Pursuing an MBA after engineering has become a trend for more than a few decades not only in Bangladesh, but throughout the world. Globally, about one-third of the CEOs of the S&P 500 companies have engineering as their undergraduate degree. The CEO of Microsoft, Satya Nadella is an engineer. So are General Motors' Mary Barra and Amazon's Jeff Bezos. Darren Woods of Exxon Mobil and Tim Cook of Apple also have engineering background, and the list goes on. In fact, engineering is ranked as one of the most popular undergraduate degrees among Fortune 500 CEOs.
Engineering background certainly translates well when coupled with an MBA. An MBA gives an engineer the broader business knowledge to make strategic business decisions and to understand the impact of those decisions. It provides a competitive edge of having both technical and analytical skills along with the softer skills of managing people to reach the upper echelons in a professional career.
Engineers are problem solvers. They are methodical, examining complex issues from all perspectives. The qualitative and quantitative skill sets of an engineer differentiate them when they leave engineering school and start a career in the business world. When instilled with the necessary managerial and interpersonal skills, they become a perfect fit for aspiring business leaders.

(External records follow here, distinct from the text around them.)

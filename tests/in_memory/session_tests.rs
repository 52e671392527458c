//! In-memory integration tests for todo sessions across page views.

use super::helpers::{open_session, store, texts};
use rstest::rstest;
use toist::todo::{
    adapters::memory::InMemoryKeyValueStore,
    domain::TodoId,
    services::{STORAGE_KEY, TodoNotice},
};

#[rstest]
#[tokio::test(flavor = "multi_thread")]
async fn changes_survive_into_the_next_session(
    store: InMemoryKeyValueStore,
) -> Result<(), eyre::Report> {
    let mut first = open_session(&store).await?;
    first.add("Buy milk").await?;
    first.add("Call mum").await?;
    first.toggle(&TodoId::new("todo-1")).await?;

    let second = open_session(&store).await?;

    assert_eq!(second.list(), first.list());
    assert_eq!(second.completed_count(), 1);
    assert_eq!(second.notice(), None);
    Ok(())
}

#[rstest]
#[tokio::test(flavor = "multi_thread")]
async fn reopened_session_appends_with_unused_identifiers(
    store: InMemoryKeyValueStore,
) -> Result<(), eyre::Report> {
    let mut first = open_session(&store).await?;
    first.add("one").await?;
    first.add("two").await?;

    let mut second = open_session(&store).await?;
    second.add("three").await?;

    assert_eq!(texts(&second), vec!["one", "two", "three"]);
    assert!(second.list().contains(&TodoId::new("todo-3")));
    Ok(())
}

#[rstest]
#[tokio::test(flavor = "multi_thread")]
async fn rejected_input_leaves_storage_untouched(
    store: InMemoryKeyValueStore,
) -> Result<(), eyre::Report> {
    let mut session = open_session(&store).await?;
    session.add("Buy milk").await?;
    let before = store.peek(STORAGE_KEY);

    let result = session.add("\n\t ").await;

    assert_eq!(result, Err(TodoNotice::EmptyInput));
    assert_eq!(store.peek(STORAGE_KEY), before);
    assert_eq!(store.write_count(), 1);
    Ok(())
}

#[rstest]
#[tokio::test(flavor = "multi_thread")]
async fn quota_failure_keeps_session_usable() -> Result<(), eyre::Report> {
    let store = InMemoryKeyValueStore::with_quota(150);
    let mut session = open_session(&store).await?;

    session.add("short").await?;
    assert_eq!(session.notice(), None);

    session.add(&"long entry ".repeat(20)).await?;
    assert_eq!(session.notice(), Some(&TodoNotice::SaveFailed));
    assert_eq!(session.list().len(), 2);

    session.delete(&TodoId::new("todo-2")).await?;
    assert_eq!(session.notice(), None);

    let reopened = open_session(&store).await?;
    assert_eq!(texts(&reopened), vec!["short"]);
    Ok(())
}

#[rstest]
#[tokio::test(flavor = "multi_thread")]
async fn reopened_session_with_many_stored_todos_still_adds(
    store: InMemoryKeyValueStore,
) -> Result<(), eyre::Report> {
    let mut first = open_session(&store).await?;
    for n in 1..=10 {
        first.add(&format!("task {n}")).await?;
    }

    let mut second = open_session(&store).await?;
    second.add("one more").await?;

    assert_eq!(second.list().len(), 11);
    assert!(second.list().contains(&TodoId::new("todo-11")));
    assert_eq!(second.notice(), None);
    Ok(())
}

Thus, it is clear that the engineers have distinct progression in their career once they pursue MBA, but it is also important to know what benefits engineers can bring to the business. The world is changing at an unprecedented rate with significant increased focus on analytics across industries and functions. Humans stand in the brink of a revolution where technology will change the way businesses operate. In fact, businesses that do not embrace this disruption simply will not survive. While embracing this changing environment, a number of jobs will become redundant, new jobs will be born, and cutting-edge technology will change work methods. While many may fear losing their jobs in this upcoming disruption, it is the job of the engineers to drive this advancement in technology. With these new developments imminent, the engineers of today need to start adapting, committing to continually learning and upskilling.
In the context of Bangladesh, the scenario is no different. For instance, more than half of the MBA students of the Institute of Business Administration (IBA), University of Dhaka are from BUET and other engineering universities of the country. This trend is not new. While this trend follows the global trend, the underlying reasons are complex.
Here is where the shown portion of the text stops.